Vizekanzler Werner Kogler (Grüne), Verfassungsministerin Karoline Edstadler (ÖVP) beim Pressefoyer nach einer Sitzung des Ministerrates
APA/Hans Punz
Ministerrat

Einigung zu Glücksspiel und Justizreform

Der grüne Interimsjustizminister Werner Kogler hat am Mittwoch nach dem Ministerrat die Entflechtung der Glücksspielkompetenzen angekündigt. Außerdem werde eine unabhängige und weisungsfreie Bundesstaatsanwaltschaft auf den Weg gebracht. Kogler sprach von einer „Jahrhundertreform“.
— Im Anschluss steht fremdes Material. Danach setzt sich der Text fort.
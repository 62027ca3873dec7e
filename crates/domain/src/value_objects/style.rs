//! Vector rendering parameters for overlays

use serde::{Deserialize, Serialize};

/// Default stroke and fill color
pub const DEFAULT_STYLE_COLOR: &str = "rgb(0, 122, 255)";

/// Shape drawn at the ends of open lines
#[derive(Debug, Clone, Copy, PartialEq, Eq, Hash, Default, Serialize, Deserialize)]
#[serde(rename_all = "lowercase")]
pub enum LineCap {
    /// Flat end at the endpoint
    Butt,
    /// Rounded end
    #[default]
    Round,
    /// Flat end extended by half the line width
    Square,
}

/// Shape drawn where two segments meet
#[derive(Debug, Clone, Copy, PartialEq, Eq, Hash, Default, Serialize, Deserialize)]
#[serde(rename_all = "lowercase")]
pub enum LineJoin {
    /// Sharp corner
    Miter,
    /// Rounded corner
    #[default]
    Round,
    /// Cut-off corner
    Bevel,
}

/// Rule deciding which parts of a self-intersecting polygon are filled
#[derive(Debug, Clone, Copy, PartialEq, Eq, Hash, Default, Serialize, Deserialize)]
#[serde(rename_all = "lowercase")]
pub enum FillRule {
    /// Non-zero winding number
    #[default]
    NonZero,
    /// Odd number of edge crossings
    EvenOdd,
}

/// Stroke and fill parameters consumed by the renderer
#[derive(Debug, Clone, PartialEq, Serialize, Deserialize)]
#[serde(rename_all = "camelCase", default)]
pub struct Style {
    /// CSS color of the stroke, `None` disables stroking
    pub stroke_color: Option<String>,
    /// Stroke opacity in [0, 1]
    pub stroke_opacity: f64,
    /// Stroke width in screen points
    pub line_width: f64,
    /// End cap for open lines
    pub line_cap: LineCap,
    /// Corner join
    pub line_join: LineJoin,
    /// Alternating dash and gap lengths, empty for a solid line
    pub line_dash: Vec<f64>,
    /// Offset into the dash pattern
    pub line_dash_offset: f64,
    /// CSS color of the fill, `None` disables filling
    pub fill_color: Option<String>,
    /// Fill opacity in [0, 1]
    pub fill_opacity: f64,
    /// Polygon fill rule
    pub fill_rule: FillRule,
}

impl Default for Style {
    fn default() -> Self {
        Self {
            stroke_color: Some(DEFAULT_STYLE_COLOR.to_string()),
            stroke_opacity: 1.0,
            line_width: 1.0,
            line_cap: LineCap::default(),
            line_join: LineJoin::default(),
            line_dash: Vec::new(),
            line_dash_offset: 0.0,
            fill_color: Some(DEFAULT_STYLE_COLOR.to_string()),
            fill_opacity: 0.1,
            fill_rule: FillRule::default(),
        }
    }
}

impl Style {
    /// Set the stroke color
    #[must_use]
    pub fn with_stroke_color(mut self, color: impl Into<String>) -> Self {
        self.stroke_color = Some(color.into());
        self
    }

    /// Set the stroke opacity, clamped into [0, 1]
    #[must_use]
    pub fn with_stroke_opacity(mut self, opacity: f64) -> Self {
        self.stroke_opacity = opacity.clamp(0.0, 1.0);
        self
    }

    /// Set the line width; negative widths become zero
    #[must_use]
    pub fn with_line_width(mut self, width: f64) -> Self {
        self.line_width = width.max(0.0);
        self
    }

    /// Set the end cap
    #[must_use]
    pub const fn with_line_cap(mut self, cap: LineCap) -> Self {
        self.line_cap = cap;
        self
    }

    /// Set the corner join
    #[must_use]
    pub const fn with_line_join(mut self, join: LineJoin) -> Self {
        self.line_join = join;
        self
    }

    /// Set the dash pattern
    #[must_use]
    pub fn with_line_dash(mut self, dash: Vec<f64>, offset: f64) -> Self {
        self.line_dash = dash;
        self.line_dash_offset = offset;
        self
    }

    /// Set the fill color
    #[must_use]
    pub fn with_fill_color(mut self, color: impl Into<String>) -> Self {
        self.fill_color = Some(color.into());
        self
    }

    /// Disable filling
    #[must_use]
    pub fn without_fill(mut self) -> Self {
        self.fill_color = None;
        self
    }

    /// Set the fill opacity, clamped into [0, 1]
    #[must_use]
    pub fn with_fill_opacity(mut self, opacity: f64) -> Self {
        self.fill_opacity = opacity.clamp(0.0, 1.0);
        self
    }

    /// Set the polygon fill rule
    #[must_use]
    pub const fn with_fill_rule(mut self, rule: FillRule) -> Self {
        self.fill_rule = rule;
        self
    }

    /// Whether the line is dashed
    #[must_use]
    pub fn is_dashed(&self) -> bool {
        self.line_dash.iter().any(|len| *len > 0.0)
    }
}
Die Bundesregierung wird die angekündigte Entflechtung der Glücksspielkompetenzen umsetzen. Dazu sollen die entsprechenden Agenden aus dem Bereich des Finanzministeriums herausgelöst und in eine unabhängige und weisungsfreie Glücksspielbehörde übertragen werden. Die neue Behörde soll die Aufgaben der operativen Glücksspielaufsicht übernehmen. Deren Bestellverfahren ist aber noch offen, wie Kogler auf Nachfrage sagte.
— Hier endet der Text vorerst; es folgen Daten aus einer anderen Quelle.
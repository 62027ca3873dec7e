//! `tracing-subscriber` setup

use std::fmt;

use serde::{Deserialize, Serialize};
use tracing::info;
use tracing_subscriber::{EnvFilter, layer::SubscriberExt, util::SubscriberInitExt};

/// Output format of log lines
#[derive(Debug, Clone, Copy, PartialEq, Eq, Default, Serialize, Deserialize)]
#[serde(rename_all = "lowercase")]
pub enum LogFormat {
    /// Human-readable lines
    #[default]
    Text,
    /// One JSON object per line
    Json,
}

impl fmt::Display for LogFormat {
    fn fmt(&self, f: &mut fmt::Formatter<'_>) -> fmt::Result {
        match self {
            Self::Text => write!(f, "text"),
            Self::Json => write!(f, "json"),
        }
    }
}

impl std::str::FromStr for LogFormat {
    type Err = String;

    fn from_str(s: &str) -> Result<Self, Self::Err> {
        match s.to_lowercase().as_str() {
            "text" | "pretty" => Ok(Self::Text),
            "json" => Ok(Self::Json),
            _ => Err(format!("Invalid log format: {s}. Use 'text' or 'json'")),
        }
    }
}

/// Logging configuration
#[derive(Debug, Clone, PartialEq, Eq, Serialize, Deserialize)]
pub struct TelemetryConfig {
    /// Filter directives, e.g. `"mapframe=debug,integration_mapkit=info"`
    ///
    /// `RUST_LOG` takes precedence when set.
    #[serde(default = "default_log_filter")]
    pub log_filter: String,

    /// Output format
    #[serde(default)]
    pub log_format: LogFormat,

    /// Include source file and line in text output
    #[serde(default)]
    pub with_source_location: bool,
}

fn default_log_filter() -> String {
    "warn,application=info,infrastructure=info,integration_mapkit=info".to_string()
}

impl Default for TelemetryConfig {
    fn default() -> Self {
        Self {
            log_filter: default_log_filter(),
            log_format: LogFormat::default(),
            with_source_location: false,
        }
    }
}

impl TelemetryConfig {
    /// Replace the filter directives
    #[must_use]
    pub fn with_log_filter(mut self, filter: impl Into<String>) -> Self {
        self.log_filter = filter.into();
        self
    }

    fn env_filter(&self) -> Result<EnvFilter, TelemetryError> {
        match EnvFilter::try_from_default_env() {
            Ok(filter) => Ok(filter),
            Err(_) => EnvFilter::try_new(&self.log_filter)
                .map_err(|e| TelemetryError::Filter(format!("{}: {e}", self.log_filter))),
        }
    }
}

/// Error type for logging initialisation
#[derive(Debug, thiserror::Error)]
pub enum TelemetryError {
    /// The filter directives could not be parsed
    #[error("Invalid log filter {0}")]
    Filter(String),

    /// A global subscriber is already installed
    #[error("Failed to initialize tracing: {0}")]
    Init(String),
}

/// Install the global subscriber
///
/// Logs go to stderr so that command output on stdout stays machine
/// readable.
pub fn init_telemetry(config: &TelemetryConfig) -> Result<(), TelemetryError> {
    let env_filter = config.env_filter()?;
    let registry = tracing_subscriber::registry().with(env_filter);

    match config.log_format {
        LogFormat::Json => registry
            .with(
                tracing_subscriber::fmt::layer()
                    .json()
                    .with_current_span(true)
                    .with_target(true)
                    .with_writer(std::io::stderr),
            )
            .try_init(),
        LogFormat::Text => registry
            .with(
                tracing_subscriber::fmt::layer()
                    .with_target(true)
                    .with_file(config.with_source_location)
                    .with_line_number(config.with_source_location)
                    .with_writer(std::io::stderr),
            )
            .try_init(),
    }
    .map_err(|e| TelemetryError::Init(e.to_string()))?;

    info!(format = %config.log_format, "Logging initialized");
    Ok(())
}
Für die Lizenz- und Konzessionsverfahren wird ein richterlicher Konzessionssenat zuständig sein. Dabei sollen strenge Unvereinbarkeits-, Transparenz- und Compliance-Bestimmungen angewendet werden. Die Debatte über die Zuständigkeiten war zuletzt auch nach einer Hausdurchsuchung bei Finanzminister Gernot Blümel (ÖVP) losgebrochen. Die Wirtschafts- und Korruptionsstaatsanwaltschaft (WKStA) vermutet illegale Parteienfinanzierung durch den Glücksspielkonzern Novomatic, Blümel und die ÖVP weisen die Vorwürfe zurück.
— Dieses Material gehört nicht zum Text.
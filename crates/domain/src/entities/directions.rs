//! Directions domain entities

use std::fmt;

use chrono::{DateTime, Utc};
use serde::{Deserialize, Serialize};

use super::overlay::Overlay;
use super::place::Place;
use crate::errors::DomainError;
use crate::value_objects::{Coordinate, TransportType};

/// Start or end of a route
#[derive(Debug, Clone, PartialEq, Serialize, Deserialize)]
#[serde(tag = "type", content = "value", rename_all = "snake_case")]
pub enum RouteEndpoint {
    /// Free-form address resolved by the engine
    Text(String),
    /// Exact position
    Coordinate(Coordinate),
    /// Previously resolved place
    Place(Box<Place>),
}

impl RouteEndpoint {
    /// Position if known without resolution
    #[must_use]
    pub fn coordinate(&self) -> Option<Coordinate> {
        match self {
            Self::Text(_) => None,
            Self::Coordinate(c) => Some(*c),
            Self::Place(place) => Some(place.coordinate),
        }
    }

    fn is_blank(&self) -> bool {
        matches!(self, Self::Text(text) if text.trim().is_empty())
    }
}

impl fmt::Display for RouteEndpoint {
    fn fmt(&self, f: &mut fmt::Formatter<'_>) -> fmt::Result {
        match self {
            Self::Text(text) => write!(f, "{text}"),
            Self::Coordinate(c) => write!(f, "{c}"),
            Self::Place(place) => write!(f, "{}", place.summary()),
        }
    }
}

impl From<Coordinate> for RouteEndpoint {
    fn from(coordinate: Coordinate) -> Self {
        Self::Coordinate(coordinate)
    }
}

impl From<Place> for RouteEndpoint {
    fn from(place: Place) -> Self {
        Self::Place(Box::new(place))
    }
}

impl From<&str> for RouteEndpoint {
    fn from(text: &str) -> Self {
        Self::Text(text.to_string())
    }
}

/// Parameters of a directions request
#[derive(Debug, Clone, PartialEq, Serialize, Deserialize)]
#[serde(rename_all = "camelCase")]
pub struct DirectionsRequest {
    /// Start of the route
    pub origin: RouteEndpoint,
    /// End of the route
    pub destination: RouteEndpoint,
    /// Mode of travel
    #[serde(default)]
    pub transport_type: TransportType,
    /// Whether more than one candidate route is wanted
    #[serde(default)]
    pub requests_alternate_routes: bool,
    /// Planned departure time
    pub departure_date: Option<DateTime<Utc>>,
    /// Planned arrival time
    pub arrival_date: Option<DateTime<Utc>>,
}

impl DirectionsRequest {
    /// Create a request for driving directions without alternates
    #[must_use]
    pub fn new(origin: impl Into<RouteEndpoint>, destination: impl Into<RouteEndpoint>) -> Self {
        Self {
            origin: origin.into(),
            destination: destination.into(),
            transport_type: TransportType::default(),
            requests_alternate_routes: false,
            departure_date: None,
            arrival_date: None,
        }
    }

    /// Set the mode of travel
    #[must_use]
    pub const fn with_transport_type(mut self, transport_type: TransportType) -> Self {
        self.transport_type = transport_type;
        self
    }

    /// Ask for alternate routes
    #[must_use]
    pub const fn with_alternate_routes(mut self) -> Self {
        self.requests_alternate_routes = true;
        self
    }

    /// Set the departure time; clears any arrival time
    #[must_use]
    pub const fn departing_at(mut self, when: DateTime<Utc>) -> Self {
        self.departure_date = Some(when);
        self.arrival_date = None;
        self
    }

    /// Set the arrival time; clears any departure time
    #[must_use]
    pub const fn arriving_at(mut self, when: DateTime<Utc>) -> Self {
        self.arrival_date = Some(when);
        self.departure_date = None;
        self
    }

    /// Check the request before it is handed to the engine
    pub fn validate(&self) -> Result<(), DomainError> {
        if self.origin.is_blank() {
            return Err(DomainError::ValidationError(
                "Directions origin must not be empty".to_string(),
            ));
        }
        if self.destination.is_blank() {
            return Err(DomainError::ValidationError(
                "Directions destination must not be empty".to_string(),
            ));
        }
        if self.departure_date.is_some() && self.arrival_date.is_some() {
            return Err(DomainError::ValidationError(
                "Only one of departure date and arrival date may be set".to_string(),
            ));
        }
        Ok(())
    }
}

/// One maneuver of a route
#[derive(Debug, Clone, PartialEq, Serialize, Deserialize)]
#[serde(rename_all = "camelCase")]
pub struct RouteStep {
    /// Path covered by this step
    pub path: Vec<Coordinate>,
    /// Instruction text, empty for the initial step
    pub instructions: String,
    /// Length of the step
    pub distance_meters: f64,
    /// Expected duration of the step
    pub expected_travel_time_secs: f64,
    /// Mode of travel for the step
    pub transport_type: TransportType,
}

/// A candidate route between origin and destination
#[derive(Debug, Clone, PartialEq, Serialize, Deserialize)]
#[serde(rename_all = "camelCase")]
pub struct Route {
    /// Descriptive name, usually the main roads taken
    pub name: String,
    /// Total length
    pub distance_meters: f64,
    /// Expected total duration
    pub expected_travel_time_secs: f64,
    /// Mode of travel
    pub transport_type: TransportType,
    /// Whether the route uses toll roads
    #[serde(default)]
    pub has_tolls: bool,
    /// Drawable line along the whole route
    pub polyline: Overlay,
    /// Step paths in order
    pub path: Vec<Vec<Coordinate>>,
    /// Maneuvers in order
    pub steps: Vec<RouteStep>,
}

impl Route {
    /// Assemble a route from its steps
    ///
    /// The polyline overlay joins all step paths, skipping the shared point
    /// where one step ends and the next begins.
    #[must_use]
    pub fn from_steps(
        name: impl Into<String>,
        distance_meters: f64,
        expected_travel_time_secs: f64,
        transport_type: TransportType,
        has_tolls: bool,
        steps: Vec<RouteStep>,
    ) -> Self {
        let path: Vec<Vec<Coordinate>> = steps.iter().map(|s| s.path.clone()).collect();
        let mut points: Vec<Coordinate> = Vec::new();
        for coordinate in path.iter().flatten() {
            if points.last() != Some(coordinate) {
                points.push(*coordinate);
            }
        }
        Self {
            name: name.into(),
            distance_meters,
            expected_travel_time_secs,
            transport_type,
            has_tolls,
            polyline: Overlay::polyline(points),
            path,
            steps,
        }
    }

    /// Expected duration formatted as hours and minutes
    #[must_use]
    pub fn formatted_travel_time(&self) -> String {
        #[allow(clippy::cast_possible_truncation, clippy::cast_sign_loss)]
        let minutes = (self.expected_travel_time_secs.max(0.0) / 60.0).round() as u64;
        if minutes < 60 {
            format!("{minutes} min")
        } else {
            format!("{} h {} min", minutes / 60, minutes % 60)
        }
    }
}

/// Result of a directions request
#[derive(Debug, Clone, PartialEq, Serialize, Deserialize)]
pub struct DirectionsResponse {
    /// Request that produced the routes
    pub request: DirectionsRequest,
    /// Candidate routes, preferred first
    pub routes: Vec<Route>,
}

impl DirectionsResponse {
    /// Create a response
    ///
    /// Without `requests_alternate_routes` only the preferred route is kept.
    #[must_use]
    pub fn new(request: DirectionsRequest, mut routes: Vec<Route>) -> Self {
        if !request.requests_alternate_routes {
            routes.truncate(1);
        }
        Self { request, routes }
    }

    /// Preferred route, if any
    #[must_use]
    pub fn preferred(&self) -> Option<&Route> {
        self.routes.first()
    }
}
Auch Blümel für Neuordnung

Blümel selbst erklärte in einem schriftlichen Statement gegenüber der APA am Mittwoch, die Mehrfachrolle des Finanzministeriums im Glücksspielbereich sei nicht mehr zeitgemäß, „darauf habe ich bereits vor einem Jahr hingewiesen, und auch im Regierungsprogramm ist eine entsprechende Neuordnung vorgesehen“. Bei der geplanten Entflechtung werde man sich an internationalen Vorzeigemodellen orientieren, die entsprechenden Vorarbeiten im Ressort liefen ebenfalls seit einem Jahr, so Blümel. „Zudem werden der Spielerschutz und der Kampf gegen illegales Glücksspiel forciert. Unser Ziel ist eine moderne, transparente und weisungsfreie Glücksspielbehörde.“

Statement von Vizekanzler Werner Kogler (Grüne)

Kogler bezeichnete die Neuerungen in der Justiz als „Jahrhundertreform“.

Kogler sagte nach dem Ministerrat, man werde damit die Berührungspunkte zwischen Glücksspiel und Politik „entflechten“. „Ich bin davon überzeugt, dass wir mit diesen Entscheidungen einen wichtigen Startschuss setzen, auch was Regulierung der Spielsucht, den Kampf gegen die Spielsucht betrifft – aber auch, was die Regulation von den ganzen Verflechtungen in diesem Bereich angeht.“ Auch beim Onlineglücksspiel sollen personalisierte Spielerkonten mit Geldlimits eingerichtet werden. Das Glücksspielpaket „ist ein großes“, sagte Kogler.

Positive Reaktionen von Novomatic und Casinos Austria

Der niederösterreichische Glücksspielkonzern Novomatic begrüßte den Schritt, „weil damit eine langjährige Forderung von Novomatic erfüllt wird und endlich eine unabhängige Glücksspielbehörde nach internationalen Standards gegründet werden soll“, wie Marketing- und Kommunikationschef Stefan Krenn sagte.

Das Thema Spielerschutz schreibe sich Novomatic ohnehin auf die Fahnen. Die teilstaatlichen Casinos Austria finden zumindest das vorgesehene verschärfte Vorgehen gegen illegales Glückspiel, besonders gegen illegales Onlineglücksspiel, gut. „Das ist eine langjährige Forderung von uns. Da ist großer Handlungsbedarf gegeben“, sagte Casinos-Sprecher Patrick Minar.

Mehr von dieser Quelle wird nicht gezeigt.